» **TRY IT**:
Below are the entries. Transcribe exactly the lines from the one with "let mut session" through the one with "before each reply.", ends included, and leave out all others.

» **Collected data entries**:
....................
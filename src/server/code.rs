use axum::extract::rejection::JsonRejection;
use axum::extract::State;
use axum::Json;
use log::info;
use serde::Deserialize;
use serde_json::Value;

use super::{generate_text, generated, require, SharedState};
use crate::errors::ApiResult;
use crate::llm::GenerationOptions;
use crate::prompts;

fn default_review_focus() -> String {
    "general".to_string()
}

fn default_detail_level() -> String {
    "medium".to_string()
}

#[derive(Debug, Deserialize)]
pub struct ReviewRequest {
    pub code: String,
    pub language: String,
    /// general, security, performance or readability
    #[serde(default = "default_review_focus")]
    pub review_focus: String,
}

#[derive(Debug, Deserialize)]
pub struct RefactorRequest {
    pub code: String,
    pub language: String,
    pub refactoring_goal: String,
}

#[derive(Debug, Deserialize)]
pub struct ExplainRequest {
    pub code: String,
    pub language: String,
    /// basic, medium or detailed
    #[serde(default = "default_detail_level")]
    pub detail_level: String,
}

pub async fn review(
    State(state): State<SharedState>,
    request: Result<Json<ReviewRequest>, JsonRejection>,
) -> ApiResult<Json<Value>> {
    let Json(request) = request?;
    require("code", &request.code)?;
    require("language", &request.language)?;

    info!(
        "Reviewing {} chars of {} ({} focus)",
        request.code.chars().count(),
        request.language,
        request.review_focus
    );
    let prompt = prompts::code_review(&request.code, &request.language, &request.review_focus);
    let review = generate_text(state.llm.as_ref(), &prompt, GenerationOptions::LONG_FORM).await?;
    Ok(generated("code_review", review))
}

pub async fn suggest_refactoring(
    State(state): State<SharedState>,
    request: Result<Json<RefactorRequest>, JsonRejection>,
) -> ApiResult<Json<Value>> {
    let Json(request) = request?;
    require("code", &request.code)?;
    require("language", &request.language)?;
    require("refactoring_goal", &request.refactoring_goal)?;

    let prompt = prompts::refactoring(&request.code, &request.language, &request.refactoring_goal);
    let suggestions =
        generate_text(state.llm.as_ref(), &prompt, GenerationOptions::LONG_FORM).await?;
    Ok(generated("refactoring_suggestions", suggestions))
}

pub async fn explain(
    State(state): State<SharedState>,
    request: Result<Json<ExplainRequest>, JsonRejection>,
) -> ApiResult<Json<Value>> {
    let Json(request) = request?;
    require("code", &request.code)?;
    require("language", &request.language)?;

    let prompt = prompts::code_explanation(&request.code, &request.language, &request.detail_level);
    let explanation =
        generate_text(state.llm.as_ref(), &prompt, GenerationOptions::LONG_FORM).await?;
    Ok(generated("code_explanation", explanation))
}
//! Interactive chat with Gemini, grounded with web search.
//!
//! # Usage
//!
//! ```bash
//! # Basic usage; the API key comes from GEMCHAT_API_KEY, GEMINI_API_KEY or API_KEY
//! gemchat
//!
//! # Specify a model and turn off search grounding
//! gemchat --model gemini-1.5-pro --no-search
//!
//! # Load settings from a file, override the temperature
//! gemchat --config gemchat.yaml --temperature 0.2
//! ```
//!
//! Type `/help` for slash commands.  Ctrl+C while a reply streams stops it;
//! Ctrl+D exits.

use std::sync::Arc;
use std::sync::atomic::{AtomicBool, Ordering};

use arrrg::CommandLine;
use rustyline::DefaultEditor;
use rustyline::error::ReadlineError;

use gemchat::chat::{ChatArgs, ChatConfig, ChatSession, PlainTextPresenter};
use gemchat::{Conversation, EnvCredentials, Gemini, SessionManager, StderrLogger};

/// Main entry point for the gemchat application.
#[tokio::main]
async fn main() -> Result<(), Box<dyn std::error::Error>> {
    let (args, _) = ChatArgs::from_command_line_relaxed("gemchat [OPTIONS]");
    let config = ChatConfig::from_args(args)?;

    // Flag for interrupt handling during streaming
    let interrupted = Arc::new(AtomicBool::new(false));
    let interrupted_clone = interrupted.clone();
    ctrlc::set_handler(move || {
        interrupted_clone.store(true, Ordering::Relaxed);
    })?;

    let mut client = Gemini::new()?;
    if config.verbose {
        client = client.with_logger(Arc::new(StderrLogger));
    }
    let manager = SessionManager::new(
        client,
        Box::new(EnvCredentials::new()),
        config.session.clone(),
    );
    let presenter =
        PlainTextPresenter::with_color(config.use_color).with_interrupt(interrupted.clone());
    let mut conversation = Conversation::new(manager, Box::new(presenter));
    if config.verbose {
        conversation = conversation.with_logger(Arc::new(StderrLogger));
    }

    println!("Gemini Chat (model: {})", config.session.model);
    println!("Type /help for commands, /quit to exit\n");

    // Surface a missing or malformed key before the first message.
    _ = conversation.reset_conversation();

    let mut session = ChatSession::new(conversation);
    let mut rl = DefaultEditor::new()?;

    loop {
        // Reset interrupt flag before each input
        interrupted.store(false, Ordering::Relaxed);

        match rl.readline("You: ") {
            Ok(line) => {
                let line = line.trim();
                if line.is_empty() {
                    continue;
                }
                let _ = rl.add_history_entry(line);
                if session.handle_line(line).await.is_break() {
                    println!("Goodbye!");
                    break;
                }
            }
            Err(ReadlineError::Interrupted) => {
                // Ctrl+C at prompt - soft interrupt
                println!();
                continue;
            }
            Err(ReadlineError::Eof) => {
                println!("\nGoodbye!");
                break;
            }
            Err(err) => {
                session
                    .conversation_mut()
                    .presenter_mut()
                    .print_error(&format!("Input error: {err}"));
                break;
            }
        }
    }

    Ok(())
}
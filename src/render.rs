//! Presentation of conversation messages.
//!
//! This module provides the [`Presenter`] trait, which receives every message
//! snapshot a conversation publishes, and [`PlainTextPresenter`], which
//! prints replies to a terminal as they stream in.

use std::io::{self, Write};
use std::sync::Arc;
use std::sync::atomic::{AtomicBool, Ordering};

use crate::types::{Citation, Message, MessageId, Role};

/// ANSI escape code for dim text (used for sources).
const ANSI_DIM: &str = "\x1b[2m";

/// ANSI escape code to reset all styling.
const ANSI_RESET: &str = "\x1b[0m";

/// ANSI escape code for cyan text (used for the reply label).
const ANSI_CYAN: &str = "\x1b[36m";

/// ANSI escape code for red text (used for errors).
const ANSI_RED: &str = "\x1b[31m";

/// Label printed before each reply.
const REPLY_LABEL: &str = "Gemini:";

/// Receives the ordered message snapshots of a conversation.
///
/// `append_message` is called once per message, in order.  For a model
/// message it is followed by zero or more `update_message` calls with the
/// same id, the last of which has `is_streaming == false`.
pub trait Presenter: Send {
    /// A new message joined the conversation.
    fn append_message(&mut self, message: &Message);

    /// The trailing message changed.
    fn update_message(&mut self, message: &Message);

    /// A request started or finished.
    fn set_in_flight(&mut self, in_flight: bool) {
        _ = in_flight;
    }

    /// The conversation was cleared.
    fn reset(&mut self) {}

    /// Print an informational message.
    fn print_info(&mut self, info: &str);

    /// Print an error message.
    fn print_error(&mut self, error: &str);

    /// Returns true if the in-flight reply should be abandoned.
    fn should_interrupt(&self) -> bool {
        false
    }
}

/// Formats citations as a numbered source list, one per line.
pub fn format_sources(citations: &[Citation]) -> String {
    let mut out = String::new();
    for (idx, citation) in citations.iter().enumerate() {
        let title = if citation.title.is_empty() {
            citation.uri.as_str()
        } else {
            citation.title.as_str()
        };
        out.push_str(&format!("  [{}] {} <{}>\n", idx + 1, title, citation.uri));
    }
    out
}

/// Plain text presenter with optional ANSI styling.
///
/// User messages are not echoed; the terminal already shows them.  Reply text
/// is printed incrementally and sources follow the finished reply.
pub struct PlainTextPresenter {
    out: Box<dyn Write + Send>,
    use_color: bool,
    current: Option<MessageId>,
    printed: usize,
    interrupted: Option<Arc<AtomicBool>>,
}

impl PlainTextPresenter {
    /// Creates a new PlainTextPresenter with ANSI colors enabled.
    pub fn new() -> Self {
        Self::with_color(true)
    }

    /// Creates a new PlainTextPresenter with specified color setting.
    pub fn with_color(use_color: bool) -> Self {
        Self::with_writer(Box::new(io::stdout()), use_color)
    }

    /// Creates a presenter writing to `out`.
    pub fn with_writer(out: Box<dyn Write + Send>, use_color: bool) -> Self {
        Self {
            out,
            use_color,
            current: None,
            printed: 0,
            interrupted: None,
        }
    }

    /// Attaches an interrupt flag to the presenter.
    pub fn with_interrupt(mut self, interrupted: Arc<AtomicBool>) -> Self {
        self.interrupted = Some(interrupted);
        self
    }

    fn write(&mut self, text: &str) {
        _ = self.out.write_all(text.as_bytes());
        _ = self.out.flush();
    }

    fn styled(&mut self, style: &str, text: &str) {
        if self.use_color {
            let text = format!("{style}{text}{ANSI_RESET}");
            self.write(&text);
        } else {
            self.write(text);
        }
    }

    fn finish_reply(&mut self, message: &Message) {
        if self.printed > 0 {
            self.write("\n");
        }
        if !message.citations.is_empty() {
            let sources = format!("Sources:\n{}", format_sources(&message.citations));
            self.styled(ANSI_DIM, &sources);
        }
        self.current = None;
        self.printed = 0;
    }
}

impl Default for PlainTextPresenter {
    fn default() -> Self {
        Self::new()
    }
}

impl Presenter for PlainTextPresenter {
    fn append_message(&mut self, message: &Message) {
        if message.role != Role::Model {
            return;
        }
        self.styled(ANSI_CYAN, REPLY_LABEL);
        self.write("\n");
        self.current = Some(message.id);
        self.printed = 0;
        if message.is_final() {
            self.update_message(message);
        }
    }

    fn update_message(&mut self, message: &Message) {
        if self.current != Some(message.id) {
            return;
        }
        if message.is_error() {
            if self.printed > 0 {
                self.write("\n");
                self.printed = 0;
            }
            let text = format!("{}\n", message.text);
            self.styled(ANSI_RED, &text);
            self.current = None;
            return;
        }
        if message.text.len() > self.printed && message.text.is_char_boundary(self.printed) {
            let delta = message.text[self.printed..].to_string();
            self.write(&delta);
            self.printed = message.text.len();
        }
        if message.is_final() {
            self.finish_reply(message);
        }
    }

    fn reset(&mut self) {
        self.current = None;
        self.printed = 0;
    }

    fn print_info(&mut self, info: &str) {
        self.write(&format!("{info}\n"));
    }

    fn print_error(&mut self, error: &str) {
        let text = format!("Error: {error}\n");
        self.styled(ANSI_RED, &text);
    }

    fn should_interrupt(&self) -> bool {
        self.interrupted
            .as_ref()
            .is_some_and(|flag| flag.load(Ordering::Relaxed))
    }
}
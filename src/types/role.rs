use std::fmt;

use serde::{Deserialize, Serialize};

/// Who authored a message in a conversation.
#[derive(Debug, Clone, Copy, PartialEq, Eq, Hash, Serialize, Deserialize)]
#[serde(rename_all = "lowercase")]
pub enum Role {
    /// The person typing.
    User,
    /// The generative model.
    Model,
}

impl Role {
    /// The role name on the wire.
    pub fn as_str(self) -> &'static str {
        match self {
            Role::User => "user",
            Role::Model => "model",
        }
    }
}

impl fmt::Display for Role {
    fn fmt(&self, f: &mut fmt::Formatter<'_>) -> fmt::Result {
        write!(f, "{}", self.as_str())
    }
}
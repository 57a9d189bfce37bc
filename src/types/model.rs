use std::fmt;
use std::str::FromStr;

use serde::{Deserialize, Serialize};

/// Represents a Gemini model identifier.
///
/// This can be a predefined model or a custom string value for models that
/// may be added in the future.
#[derive(Debug, Clone, PartialEq, Eq, Hash, Serialize, Deserialize)]
#[serde(untagged)]
pub enum Model {
    /// Known model versions
    Known(KnownModel),

    /// Custom model identifier (for future models or tuned models)
    Custom(String),
}

/// Known Gemini models.
#[derive(Debug, Clone, Copy, PartialEq, Eq, Hash, Serialize, Deserialize)]
pub enum KnownModel {
    /// The cheapest and fastest model; free tier available.
    #[serde(rename = "gemini-1.5-flash")]
    Gemini15Flash,

    /// Complex reasoning, stable release.
    #[serde(rename = "gemini-1.5-pro")]
    Gemini15Pro,

    /// Second-generation flash model.
    #[serde(rename = "gemini-2.0-flash")]
    Gemini20Flash,
}

impl KnownModel {
    /// All known models.
    pub const ALL: [KnownModel; 3] = [
        KnownModel::Gemini15Flash,
        KnownModel::Gemini15Pro,
        KnownModel::Gemini20Flash,
    ];

    /// The identifier the API expects.
    pub fn as_str(self) -> &'static str {
        match self {
            KnownModel::Gemini15Flash => "gemini-1.5-flash",
            KnownModel::Gemini15Pro => "gemini-1.5-pro",
            KnownModel::Gemini20Flash => "gemini-2.0-flash",
        }
    }
}

impl Model {
    /// The identifier the API expects.
    pub fn as_str(&self) -> &str {
        match self {
            Model::Known(known) => known.as_str(),
            Model::Custom(custom) => custom,
        }
    }
}

impl fmt::Display for Model {
    fn fmt(&self, f: &mut fmt::Formatter<'_>) -> fmt::Result {
        write!(f, "{}", self.as_str())
    }
}

impl fmt::Display for KnownModel {
    fn fmt(&self, f: &mut fmt::Formatter<'_>) -> fmt::Result {
        write!(f, "{}", self.as_str())
    }
}

impl FromStr for Model {
    type Err = std::convert::Infallible;

    fn from_str(s: &str) -> Result<Self, Self::Err> {
        let s = s.trim();
        let s = s.strip_prefix("models/").unwrap_or(s);
        Ok(KnownModel::ALL
            .iter()
            .find(|known| known.as_str() == s)
            .map(|known| Model::Known(*known))
            .unwrap_or_else(|| Model::Custom(s.to_string())))
    }
}

impl From<KnownModel> for Model {
    fn from(model: KnownModel) -> Self {
        Model::Known(model)
    }
}

impl From<&str> for Model {
    fn from(model: &str) -> Self {
        match model.parse() {
            Ok(model) => model,
            Err(never) => match never {},
        }
    }
}

impl From<String> for Model {
    fn from(model: String) -> Self {
        Model::from(model.as_str())
    }
}

impl Default for Model {
    fn default() -> Self {
        Model::Known(KnownModel::Gemini15Flash)
    }
}

#[cfg(test)]
mod tests {
    use super::*;

    #[test]
    fn known_model_serialization() {
        let model = Model::Known(KnownModel::Gemini15Pro);
        let json = serde_json::to_string(&model).unwrap();
        assert_eq!(json, r#""gemini-1.5-pro""#);

        let parsed: Model = serde_json::from_str(r#""gemini-1.5-flash""#).unwrap();
        assert_eq!(parsed, Model::Known(KnownModel::Gemini15Flash));
    }

    #[test]
    fn custom_model_round_trips_as_string() {
        let parsed: Model = serde_json::from_str(r#""m1""#).unwrap();
        assert_eq!(parsed, Model::Custom("m1".to_string()));
        assert_eq!(parsed.to_string(), "m1");
    }

    #[test]
    fn parse_strips_models_prefix() {
        assert_eq!(
            "models/gemini-2.0-flash".parse::<Model>().unwrap(),
            Model::Known(KnownModel::Gemini20Flash)
        );
        assert_eq!(Model::from("m1"), Model::Custom("m1".to_string()));
    }
}
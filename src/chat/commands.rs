//! Slash command parsing for the chat application.
//!
//! This module handles parsing of special commands that start with `/`,
//! allowing users to control the conversation without sending messages to
//! the provider.

/// A parsed chat command.
///
/// These commands control the conversation and are not sent to the provider.
#[derive(Debug, Clone, PartialEq)]
pub enum ChatCommand {
    /// Clear the conversation and start a fresh session.
    Reset,

    /// Change the model.
    Model(String),

    /// Set the system instruction.
    /// `None` restores the default instruction.
    System(Option<String>),

    /// Set the sampling temperature.
    Temperature(f32),

    /// Enable or disable web search grounding.
    Search(bool),

    /// Display help information.
    Help,

    /// Exit the chat application.
    Quit,

    /// Display conversation statistics.
    Stats,

    /// Show the current configuration.
    ShowConfig,

    /// Report a parsing error back to the caller.
    Invalid(String),
}

/// Parses user input for slash commands.
///
/// Returns `Some(ChatCommand)` if the input is a command, or `None` if it
/// should be sent as a regular message.
///
/// # Examples
///
/// ```
/// # use gemchat::chat::parse_command;
/// assert!(parse_command("/quit").is_some());
/// assert!(parse_command("/model gemini-1.5-pro").is_some());
/// assert!(parse_command("What's new in Rust?").is_none());
/// ```
pub fn parse_command(input: &str) -> Option<ChatCommand> {
    let input = input.trim();
    let rest = input.strip_prefix('/')?;

    let mut parts = rest.splitn(2, ' ');
    let command = parts.next()?.to_lowercase();
    let argument = parts.next().map(|s| s.trim()).filter(|s| !s.is_empty());

    let result = match command.as_str() {
        "reset" | "new" | "clear" => ChatCommand::Reset,
        "model" => match argument {
            Some(model) => ChatCommand::Model(model.to_string()),
            None => ChatCommand::Invalid("/model requires a model name".to_string()),
        },
        "system" => ChatCommand::System(argument.map(|s| s.to_string())),
        "temperature" | "temp" => match argument {
            Some(arg) => match parse_f32_in_range(arg, 0.0, 2.0) {
                Ok(value) => ChatCommand::Temperature(value),
                Err(err) => ChatCommand::Invalid(format!("/temperature {err}")),
            },
            None => ChatCommand::Invalid("/temperature requires a value".to_string()),
        },
        "search" => match argument.and_then(parse_on_off) {
            Some(value) => ChatCommand::Search(value),
            None => ChatCommand::Invalid("/search expects 'on' or 'off'".to_string()),
        },
        "help" | "?" => ChatCommand::Help,
        "quit" | "exit" | "q" => ChatCommand::Quit,
        "stats" | "status" => ChatCommand::Stats,
        "config" => ChatCommand::ShowConfig,
        _ => ChatCommand::Invalid(format!("Unknown command: /{command}")),
    };

    Some(result)
}

fn parse_f32_in_range(value: &str, min: f32, max: f32) -> Result<f32, String> {
    let parsed: f32 = value
        .parse()
        .map_err(|_| format!("expects a value between {min} and {max}"))?;
    if parsed.is_finite() && parsed >= min && parsed <= max {
        Ok(parsed)
    } else {
        Err(format!("expects a value between {min} and {max}"))
    }
}

fn parse_on_off(value: &str) -> Option<bool> {
    match value.to_lowercase().as_str() {
        "on" | "true" | "yes" => Some(true),
        "off" | "false" | "no" => Some(false),
        _ => None,
    }
}

/// Returns help text describing available commands.
pub fn help_text() -> &'static str {
    r#"Available commands:
  /reset                 Start a new conversation (aliases: /new, /clear)
  /model <name>          Change the model (e.g., /model gemini-1.5-pro)
  /system [text]         Set the system instruction (no argument restores the default)
  /temperature <v>       Set temperature 0.0-2.0
  /search on|off         Enable or disable web search grounding
  /stats                 Show conversation statistics
  /config                Show current configuration
  /help                  Show this help message
  /quit                  Exit the chat

Changing the model, system instruction, temperature or search setting starts
a new conversation. Press Ctrl+C while a reply streams to stop it."#
}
....................
» **FINISHED EXERCISE**:
    let mut session = ChatSession::new(conversation);
    let mut rl = DefaultEditor::new()?;

    loop {
        // Reset interrupt flag before each input
        interrupted.store(false, Ordering::Relaxed);

        match rl.readline("You: ") {
            Ok(line) => {
                let line = line.trim();
                if line.is_empty() {
                    continue;
                }
                let _ = rl.add_history_entry(line);
                if session.handle_line(line).await.is_break() {
                    println!("Goodbye!");
                    break;
                }
            }
            Err(ReadlineError::Interrupted) => {
                // Ctrl+C at prompt - soft interrupt
                println!();
                continue;
            }
            Err(ReadlineError::Eof) => {
                println!("\nGoodbye!");
                break;
            }
            Err(err) => {
                session
                    .conversation_mut()
                    .presenter_mut()
                    .print_error(&format!("Input error: {err}"));
                break;
            }
        }
    }

    Ok(())
}
filename src/render.rs
//! Presentation of conversation messages.
//!
//! This module provides the [`Presenter`] trait, which receives every message
//! snapshot a conversation publishes, and [`PlainTextPresenter`], which
//! prints replies to a terminal as they stream in.

use std::io::{self, Write};
use std::sync::Arc;
use std::sync::atomic::{AtomicBool, Ordering};

use crate::types::{Citation, Message, MessageId, Role};

/// ANSI escape code for dim text (used for sources).
const ANSI_DIM: &str = "\x1b[2m";

/// ANSI escape code to reset all styling.
const ANSI_RESET: &str = "\x1b[0m";

/// ANSI escape code for cyan text (used for the reply label).
const ANSI_CYAN: &str = "\x1b[36m";

/// ANSI escape code for red text (used for errors).
const ANSI_RED: &str = "\x1b[31m";

/// Label printed before each reply.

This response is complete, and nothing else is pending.